Потом была крытая тюрьма — за соблюдение субботы в лагере, нарушение лагерного режима, паразитический образ жизни. Результат — три года. Там я повстречался с другим заключенным — Анатолием Щаранским. Правда, не совсем «повстречался». Мы оба были «особо опасными политическим преступниками», и нас содержали раздельно. Мы пользовались «зэковским телефоном» — канализационными трубами, соединяющими через унитазы наши камеры.
Однажды Толя вышел на связь. Голос его звучал очень печально: «Мой папа умер».
Как я могу помочь своему другу в горе? Решение пришло сразу: пошлю кадиш.
Легко сказать «пошлю». Единственной возможностью передать кадиш была прогулка. Слово «прогулка» звучит уж очень пасторально. Но даже те, кто видел прогулочный двор тюрьмы в кино, представляют себе передвигающихся по кругу заключенных.

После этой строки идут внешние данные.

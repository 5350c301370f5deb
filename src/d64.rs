use core::fmt;

#[cfg(feature = "alloc")]
use alloc::string::{String, ToString};
use tracing::debug;

use crate::Params;
use crate::codec::{self, Accumulator, Decoded};
use crate::pow10::pow10_64;

const MAX_PRECISION: u8 = <u64 as Accumulator>::MAX_PRECISION;

/// Decodes decimal text into an `i64` scaled by `10^scale`.
///
/// `precision` may not exceed 18.
pub fn decode64(precision: u8, scale: u8, input: &[u8]) -> crate::Result<i64> {
    Params::with_max(precision, scale, MAX_PRECISION)
        .and_then(|params| codec::decode::<u64>(params, input))
        .map(|Decoded { magnitude, negative }| {
            let value = magnitude as i64;
            if negative { value.wrapping_neg() } else { value }
        })
        .inspect_err(|err| debug!(width = 64, precision, scale, %err, "decimal decode failed"))
}

/// Renders an `i64` scaled by `10^scale` as canonical decimal text.
#[cfg(feature = "alloc")]
pub fn encode64(scale: u8, value: i64) -> String {
    Encoded64::new(scale, value).to_string()
}

/// Canonical decimal text of a raw `i64`.
#[derive(Debug, Clone, Copy, PartialEq, Eq)]
pub struct Encoded64 {
    scale: u8,
    value: i64,
}

impl Encoded64 {
    #[inline(always)]
    pub const fn new(scale: u8, value: i64) -> Self {
        Self { scale, value }
    }
}

impl fmt::Display for Encoded64 {
    fn fmt(&self, f: &mut fmt::Formatter<'_>) -> fmt::Result {
        codec::encode(f, self.value < 0, self.value.unsigned_abs(), self.scale)
    }
}

/// `|value| < 10^precision`.
fn fits64(value: i64, precision: u8) -> bool {
    pow10_64(usize::from(precision)).is_none_or(|limit| value.unsigned_abs() < limit)
}

fixed_type!(
    /// 64-bit fixed-point decimal with `P` significant digits, `S` of them
    /// after the point.
    ///
    /// ```rust
    /// use fixconv::Fixed64;
    ///
    /// type Price = Fixed64<18, 8>;
    ///
    /// let p = Price::from_str_exact("1234.56").unwrap();
    /// assert_eq!(p.to_raw(), 123_456_000_000);
    /// assert_eq!(p.to_string(), "1234.56");
    /// ```
    Fixed64, i64, MAX_PRECISION, decode64, Encoded64, fits64
);
use criterion::{Criterion, criterion_group, criterion_main};
use fixconv::{Fixed64, Fixed128};
use rust_decimal::Decimal;
use serde::{Deserialize, Serialize};
use std::{hint::black_box, str::FromStr};

type Price = Fixed64<18, 8>;
type Wei = Fixed128<38, 18>;

// ============================================================================
// JSON Serialization/Deserialization
// ============================================================================

fn bench_fixed64_serialize_json(c: &mut Criterion) {
    c.bench_function("fixed64_serialize_json", |b| {
        let d = Price::from_str("123.456789").unwrap();
        b.iter(|| black_box(serde_json::to_string(&black_box(d)).unwrap()));
    });
}

fn bench_fixed64_deserialize_json(c: &mut Criterion) {
    c.bench_function("fixed64_deserialize_json", |b| {
        let json = r#""123.456789""#;
        b.iter(|| black_box(serde_json::from_str::<Price>(black_box(json)).unwrap()));
    });
}

fn bench_fixed128_roundtrip_json(c: &mut Criterion) {
    c.bench_function("fixed128_roundtrip_json", |b| {
        let d = Wei::from_str("2500.123456789012").unwrap();
        b.iter(|| {
            let json = serde_json::to_string(&black_box(d)).unwrap();
            black_box(serde_json::from_str::<Wei>(&json).unwrap())
        });
    });
}

fn bench_rust_decimal_serialize_json(c: &mut Criterion) {
    c.bench_function("rust_decimal_serialize_json", |b| {
        let d = Decimal::from_str_exact("123.456789").unwrap();
        b.iter(|| black_box(serde_json::to_string(&black_box(d)).unwrap()));
    });
}

fn bench_rust_decimal_deserialize_json(c: &mut Criterion) {
    c.bench_function("rust_decimal_deserialize_json", |b| {
        let json = r#""123.456789""#;
        b.iter(|| black_box(serde_json::from_str::<Decimal>(black_box(json)).unwrap()));
    });
}

// ============================================================================
// Struct with Multiple Fields
// ============================================================================

#[derive(Serialize, Deserialize, Clone, Copy)]
struct Order {
    price: Price,
    quantity: Price,
    fee: Price,
}

fn bench_struct_serialize_json(c: &mut Criterion) {
    c.bench_function("fixed64_struct_serialize_json", |b| {
        let order = Order {
            price: Price::from_str("1234.56").unwrap(),
            quantity: Price::from_str("100").unwrap(),
            fee: Price::from_str("0.25").unwrap(),
        };
        b.iter(|| black_box(serde_json::to_string(&black_box(order)).unwrap()));
    });
}

fn bench_struct_deserialize_json(c: &mut Criterion) {
    c.bench_function("fixed64_struct_deserialize_json", |b| {
        let json = r#"{"price":"1234.56","quantity":"100","fee":"0.25"}"#;
        b.iter(|| black_box(serde_json::from_str::<Order>(black_box(json)).unwrap()));
    });
}

// ============================================================================
// Binary Serialization (raw integers)
// ============================================================================

fn bench_fixed64_serialize_bincode(c: &mut Criterion) {
    c.bench_function("fixed64_serialize_bincode", |b| {
        let d = Price::from_str("123.456789").unwrap();
        b.iter(|| black_box(bincode::serialize(&black_box(d)).unwrap()));
    });
}

fn bench_fixed64_deserialize_bincode(c: &mut Criterion) {
    c.bench_function("fixed64_deserialize_bincode", |b| {
        let d = Price::from_str("123.456789").unwrap();
        let bytes = bincode::serialize(&d).unwrap();
        b.iter(|| black_box(bincode::deserialize::<Price>(black_box(&bytes)).unwrap()));
    });
}

criterion_group!(
    benches,
    bench_fixed64_serialize_json,
    bench_fixed64_deserialize_json,
    bench_fixed128_roundtrip_json,
    bench_rust_decimal_serialize_json,
    bench_rust_decimal_deserialize_json,
    bench_struct_serialize_json,
    bench_struct_deserialize_json,
    bench_fixed64_serialize_bincode,
    bench_fixed64_deserialize_bincode,
);

criterion_main!(benches);
//! Liveness/readiness reporting.
//!
//! A connector embedded as a library has no business opening listening
//! sockets of its own, so health is exposed as plain async accessor methods
//! rather than a bound TCP socket - the host process wires these into
//! whatever health surface it already serves.

use std::sync::atomic::{AtomicBool, Ordering};
use std::sync::Arc;

/// Shared liveness/readiness state, updated by the chain tracker once it has
/// completed its first reconcile pass.
#[derive(Clone, Default)]
pub struct HealthState {
    ready: Arc<AtomicBool>,
}

impl HealthState {
    pub fn new() -> Self {
        Self { ready: Arc::new(AtomicBool::new(false)) }
    }

    pub fn set_ready(&self, ready: bool) {
        self.ready.store(ready, Ordering::SeqCst);
    }

    /// Always true once the process is running - there is no deeper
    /// dependency that can make a live process report as dead.
    pub async fn is_live(&self) -> bool {
        true
    }

    /// True once the chain tracker has synced at least one block.
    pub async fn is_ready(&self) -> bool {
        self.ready.load(Ordering::SeqCst)
    }
}

#[cfg(test)]
mod tests {
    use super::*;

    #[tokio::test]
    async fn starts_unready_and_becomes_ready() {
        let health = HealthState::new();
        assert!(health.is_live().await);
        assert!(!health.is_ready().await);
        health.set_ready(true);
        assert!(health.is_ready().await);
    }
}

Прогулочный двор был разрезан на сегменты, отделенные друг от друга высокими стенами. В каждом сегменте прогуливались зэки из разных камер под неусыпным надзором двух ментов, которые наблюдали сверху, чтобы исключить всякую возможность контакта. Каждый сегмент был накрыт мелкой решеткой из проволоки. Так что во время прогулок мы видели серое небо в клеточку.
Не было никакой возможности переслать кадиш. Но зэки на выдумки хитры. Мой план был прост. Я скатал текст кадиша в маленький шарик — так, чтобы он пролезал через проволоку над нашими головами.
Нам повезло: Щаранского довольно часто выводили в смежный дворик. Я крикнул: «Какая камера?» И Толин голос ответил: «Принимай!» Я вообще плохой снайпер, а тут проблема была тройная — усыпить бдительность надзирателей, попасть в ячейку решетки у себя над головой и еще так, чтобы кадиш, пролетев несколько метров, прошел через ячейку в дворике Щаранского. Дождался, когда мент повернулся ко мне спиной, прицелился, бросил — и промахнулся. Ксива не дошла до адресата. И так день за днем. Бросок — промашка!
Я был совершенно истощен от этого постоянного напряжения. Но продолжал: надо передать кадиш. И наконец — бросок, и голос: «Получил».
У меня было много счастливых дней в жизни. Но этот я запомнил особенно. Я вернулся в камеру, упал на нары и заплакал от счастья, что смог помочь своему товарищу!
Потом скончался мой отец. Он был давно болен, и врачи говорили, что только в Израиле его смогут спасти. Власти были бы рады выслать моего отца, лидера еврейского движения в Латвии, но он отказался: «Пока Иосика не выпустят, я не уеду». Так он и умер, как говорят, на посту. Мне об этом тюремные власти не сообщили, чтобы не вызвать непредвиденной реакции.
Папа умер накануне поста 17 тамуза, и я все равно был в трауре по Храму и постился. Случайно узнал о его смерти накануне 9 Ава. Сидел на полу камеры все семь траурных дней и постился. Когда я произносил поминальную молитву, то мысленно присоединил к своему кадишу всех повстанцев времен восстания против римлян и всех своих близких, погибших в годы Холокоста.
С момента кончины моей мамы мне ни разу не удавалось произнести кадиш на ее могиле. Но в этом году петербургский раввин Певзнер пригласил меня выступить с лекциями в Питере. Это чудесным образом совпало с днем памяти моей мамы.
И вот наконец через 57 лет я стоял у могилы мамы и произносил слова молитвы, которые возвращали меня назад к еврейскому народу.
«Исгадал вэ искадаш шмей раба» («Да возвысится и восхвалится Имя Его»).